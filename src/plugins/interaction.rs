//! Store-facing wrapper around the interaction manager: publishes the
//! manager handle, mirrors its state into the store, and applies
//! interaction actions dispatched by other code.

use std::rc::Rc;

use crate::kernel::interaction::InteractionError;
use crate::kernel::{
    Action, AppState, Effect, InteractionManager, Plugin, PluginContext, PluginDescriptor,
    RegistryError,
};

pub const PLUGIN_ID: &str = "interaction";

pub struct InteractionPlugin {
    manager: Rc<InteractionManager>,
}

impl InteractionPlugin {
    pub fn new() -> Self {
        Self {
            manager: InteractionManager::new(),
        }
    }

    pub fn manager(&self) -> Rc<InteractionManager> {
        Rc::clone(&self.manager)
    }
}

impl Default for InteractionPlugin {
    fn default() -> Self {
        Self::new()
    }
}

fn log_if_err(result: Result<(), InteractionError>, what: &str) {
    if let Err(error) = result {
        tracing::warn!(%error, what, "interaction action rejected");
    }
}

impl Plugin for InteractionPlugin {
    fn descriptor(&self) -> PluginDescriptor {
        PluginDescriptor::new(PLUGIN_ID)
    }

    fn init(&mut self, ctx: &mut PluginContext<'_>) -> Result<(), RegistryError> {
        ctx.capabilities.publish(Rc::clone(&self.manager))?;
        // Re-emit every manager state change as a store action; capability
        // callers (tools calling `activate` directly) stay in sync with the
        // reducer-visible projection through this channel.
        let dispatch = ctx.dispatch.clone();
        self.manager.on_state_change().subscribe(move |state| {
            let _ = dispatch.dispatch(Action::InteractionChanged(state.clone()));
        });
        Ok(())
    }

    fn reduce(&mut self, state: &mut AppState, action: &Action) -> (bool, Vec<Effect>) {
        let manager = &self.manager;
        match action {
            Action::ActivateMode { mode } => {
                log_if_err(manager.activate(mode.as_str()), "activate")
            }
            Action::ActivateDefaultMode => {
                log_if_err(manager.activate_default(), "activate-default")
            }
            Action::SetDefaultMode { mode } => {
                log_if_err(manager.set_default_mode(mode.as_str()), "set-default")
            }
            Action::SetCursor {
                token,
                cursor,
                priority,
            } => manager.set_cursor(token.as_str(), cursor.as_str(), *priority),
            Action::RemoveCursor { token } => manager.remove_cursor(token.as_str()),
            Action::Pause => manager.pause(),
            Action::Resume => manager.resume(),
            Action::AddExclusionClass(class) => manager.add_exclusion_class(class.as_str()),
            Action::RemoveExclusionClass(class) => {
                manager.remove_exclusion_class(class.as_str())
            }
            Action::AddExclusionAttribute(attribute) => {
                manager.add_exclusion_attribute(attribute.as_str())
            }
            Action::RemoveExclusionAttribute(attribute) => {
                manager.remove_exclusion_attribute(attribute.as_str())
            }
            Action::InteractionChanged(_) => {}
            _ => return (false, Vec::new()),
        }
        let snapshot = manager.snapshot();
        if state.interaction != snapshot {
            state.interaction = snapshot;
            (true, Vec::new())
        } else {
            (false, Vec::new())
        }
    }

    fn destroy(&mut self) {
        // Late DOM events must find the manager paused, not half torn down.
        self.manager.mark_destroyed();
    }
}
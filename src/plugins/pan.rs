//! Pan tool: a global, non-exclusive mode; dragging scrolls the viewport
//! and claims a grabbing cursor for the duration of the drag.

use std::rc::{Rc, Weak};

use crate::core::{PointerEvent, Position};
use crate::kernel::interaction::{shared_handler, ModeScope, Registration};
use crate::kernel::{
    Action, AppState, DispatchHandle, Effect, InteractionHandler, InteractionManager,
    InteractionMode, Plugin, PluginContext, PluginDescriptor, RegistryError,
};

pub const PLUGIN_ID: &str = "pan";
pub const MODE: &str = "pan";

const DRAG_CURSOR_TOKEN: &str = "pan-drag";
const DRAG_CURSOR_PRIORITY: i32 = 10;

struct PanHandler {
    manager: Weak<InteractionManager>,
    dispatch: DispatchHandle,
    last: Option<Position>,
}

impl InteractionHandler for PanHandler {
    fn on_pointer_down(&mut self, _event: &PointerEvent, position: Position) {
        self.last = Some(position);
        if let Some(manager) = self.manager.upgrade() {
            manager.set_cursor(DRAG_CURSOR_TOKEN, "grabbing", DRAG_CURSOR_PRIORITY);
        }
    }

    fn on_pointer_move(&mut self, _event: &PointerEvent, position: Position) {
        if let Some(last) = self.last {
            let _ = self.dispatch.dispatch(Action::ScrollBy {
                dx: last.x - position.x,
                dy: last.y - position.y,
            });
            self.last = Some(position);
        }
    }

    fn on_pointer_up(&mut self, _event: &PointerEvent, _position: Position) {
        self.last = None;
        if let Some(manager) = self.manager.upgrade() {
            manager.remove_cursor(DRAG_CURSOR_TOKEN);
        }
    }

    fn on_handler_active_end(&mut self, _mode: &str) {
        self.last = None;
    }
}

pub struct PanPlugin {
    registration: Option<Registration>,
}

impl PanPlugin {
    pub fn new() -> Self {
        Self { registration: None }
    }
}

impl Default for PanPlugin {
    fn default() -> Self {
        Self::new()
    }
}

impl Plugin for PanPlugin {
    fn descriptor(&self) -> PluginDescriptor {
        PluginDescriptor::with_dependencies(PLUGIN_ID, &[super::interaction::PLUGIN_ID])
    }

    fn init(&mut self, ctx: &mut PluginContext<'_>) -> Result<(), RegistryError> {
        let manager = ctx
            .capabilities
            .get::<Rc<InteractionManager>>()
            .ok_or(RegistryError::MissingCapability("interaction manager"))?;
        manager.register_mode(InteractionMode::new(MODE, ModeScope::Global).with_cursor("grab"))?;
        let handler = shared_handler(PanHandler {
            manager: Rc::downgrade(&manager),
            dispatch: ctx.dispatch.clone(),
            last: None,
        });
        self.registration = Some(manager.register_handlers(&[MODE], handler, None)?);
        Ok(())
    }

    fn reduce(&mut self, state: &mut AppState, action: &Action) -> (bool, Vec<Effect>) {
        match action {
            Action::ScrollBy { dx, dy } => {
                let x = (state.viewport.scroll_x + dx).max(0.0);
                let y = (state.viewport.scroll_y + dy).max(0.0);
                let changed = x != state.viewport.scroll_x || y != state.viewport.scroll_y;
                state.viewport.scroll_x = x;
                state.viewport.scroll_y = y;
                (changed, Vec::new())
            }
            _ => (false, Vec::new()),
        }
    }
}
//! Plugin dependency graph resolution.
//!
//! Load order is a post-order DFS over the declared dependency edges, so
//! every dependency lands at a strictly earlier index than its dependents.
//! Sibling order falls out of `add_node` insertion order; callers must not
//! rely on it.

use rustc_hash::{FxHashMap, FxHashSet};

pub type Result<T> = std::result::Result<T, ResolveError>;

#[derive(Debug, Clone, PartialEq, Eq)]
pub enum ResolveError {
    CircularDependency { id: String },
    UnknownDependency { id: String, dependency: String },
}

impl std::fmt::Display for ResolveError {
    fn fmt(&self, f: &mut std::fmt::Formatter<'_>) -> std::fmt::Result {
        match self {
            ResolveError::CircularDependency { id } => {
                write!(f, "circular dependency involving '{}'", id)
            }
            ResolveError::UnknownDependency { id, dependency } => {
                write!(f, "'{}' depends on unknown node '{}'", id, dependency)
            }
        }
    }
}

impl std::error::Error for ResolveError {}

#[derive(Debug, Default)]
pub struct DependencyResolver {
    deps: FxHashMap<String, Vec<String>>,
    order: Vec<String>,
}

impl DependencyResolver {
    pub fn new() -> Self {
        Self::default()
    }

    /// Records a node and its dependency set. Re-adding an id overwrites its
    /// dependencies but keeps the original insertion position.
    pub fn add_node(&mut self, id: String, dependencies: Vec<String>) {
        if self.deps.insert(id.clone(), dependencies).is_none() {
            self.order.push(id);
        }
    }

    pub fn contains(&self, id: &str) -> bool {
        self.deps.contains_key(id)
    }

    /// True iff the graph holds at least one cycle (self-loops included).
    /// Dependencies on unknown ids are treated as leaves here; they are
    /// reported by [`resolve_load_order`](Self::resolve_load_order) instead.
    pub fn has_circular_dependencies(&self) -> bool {
        let mut visiting = FxHashSet::default();
        let mut visited = FxHashSet::default();
        for id in &self.order {
            if self.probe_cycle(id, &mut visiting, &mut visited) {
                return true;
            }
        }
        false
    }

    fn probe_cycle(
        &self,
        id: &str,
        visiting: &mut FxHashSet<String>,
        visited: &mut FxHashSet<String>,
    ) -> bool {
        if visited.contains(id) {
            return false;
        }
        if !visiting.insert(id.to_string()) {
            return true;
        }
        if let Some(deps) = self.deps.get(id) {
            for dep in deps {
                if visiting.contains(dep.as_str()) || self.probe_cycle(dep, visiting, visited) {
                    return true;
                }
            }
        }
        visiting.remove(id);
        visited.insert(id.to_string());
        false
    }

    /// Returns every node id ordered so that each node's dependencies appear
    /// strictly before it. Fails on cycles and on dependencies that were
    /// never added.
    pub fn resolve_load_order(&self) -> Result<Vec<String>> {
        let mut visiting = FxHashSet::default();
        let mut visited = FxHashSet::default();
        let mut out = Vec::with_capacity(self.order.len());
        for id in &self.order {
            self.visit(id, &mut visiting, &mut visited, &mut out)?;
        }
        Ok(out)
    }

    fn visit(
        &self,
        id: &str,
        visiting: &mut FxHashSet<String>,
        visited: &mut FxHashSet<String>,
        out: &mut Vec<String>,
    ) -> Result<()> {
        if visited.contains(id) {
            return Ok(());
        }
        if !visiting.insert(id.to_string()) {
            return Err(ResolveError::CircularDependency { id: id.to_string() });
        }
        if let Some(deps) = self.deps.get(id) {
            for dep in deps {
                if !self.deps.contains_key(dep.as_str()) {
                    return Err(ResolveError::UnknownDependency {
                        id: id.to_string(),
                        dependency: dep.clone(),
                    });
                }
                if visiting.contains(dep.as_str()) {
                    return Err(ResolveError::CircularDependency { id: dep.clone() });
                }
                self.visit(dep, visiting, visited, out)?;
            }
        }
        visiting.remove(id);
        visited.insert(id.to_string());
        out.push(id.to_string());
        Ok(())
    }
}

#[cfg(test)]
#[path = "../../tests/unit/core/resolver.rs"]
mod tests;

——————

• [WORK TO BE COMPLETED]
All lines from the top of the data through the line containing "impl Plugin for InteractionPlugin" need to be retyped exactly, and nothing more.

• [SOLUTION TO THE PROBLEM]
filename src/plugins/interaction.rs
//! Store-facing wrapper around the interaction manager: publishes the
//! manager handle, mirrors its state into the store, and applies
//! interaction actions dispatched by other code.

use std::rc::Rc;

use crate::kernel::interaction::InteractionError;
use crate::kernel::{
    Action, AppState, Effect, InteractionManager, Plugin, PluginContext, PluginDescriptor,
    RegistryError,
};

pub const PLUGIN_ID: &str = "interaction";

pub struct InteractionPlugin {
    manager: Rc<InteractionManager>,
}

impl InteractionPlugin {
    pub fn new() -> Self {
        Self {
            manager: InteractionManager::new(),
        }
    }

    pub fn manager(&self) -> Rc<InteractionManager> {
        Rc::clone(&self.manager)
    }
}

impl Default for InteractionPlugin {
    fn default() -> Self {
        Self::new()
    }
}

fn log_if_err(result: Result<(), InteractionError>, what: &str) {
    if let Err(error) = result {
        tracing::warn!(%error, what, "interaction action rejected");
    }
}

impl Plugin for InteractionPlugin {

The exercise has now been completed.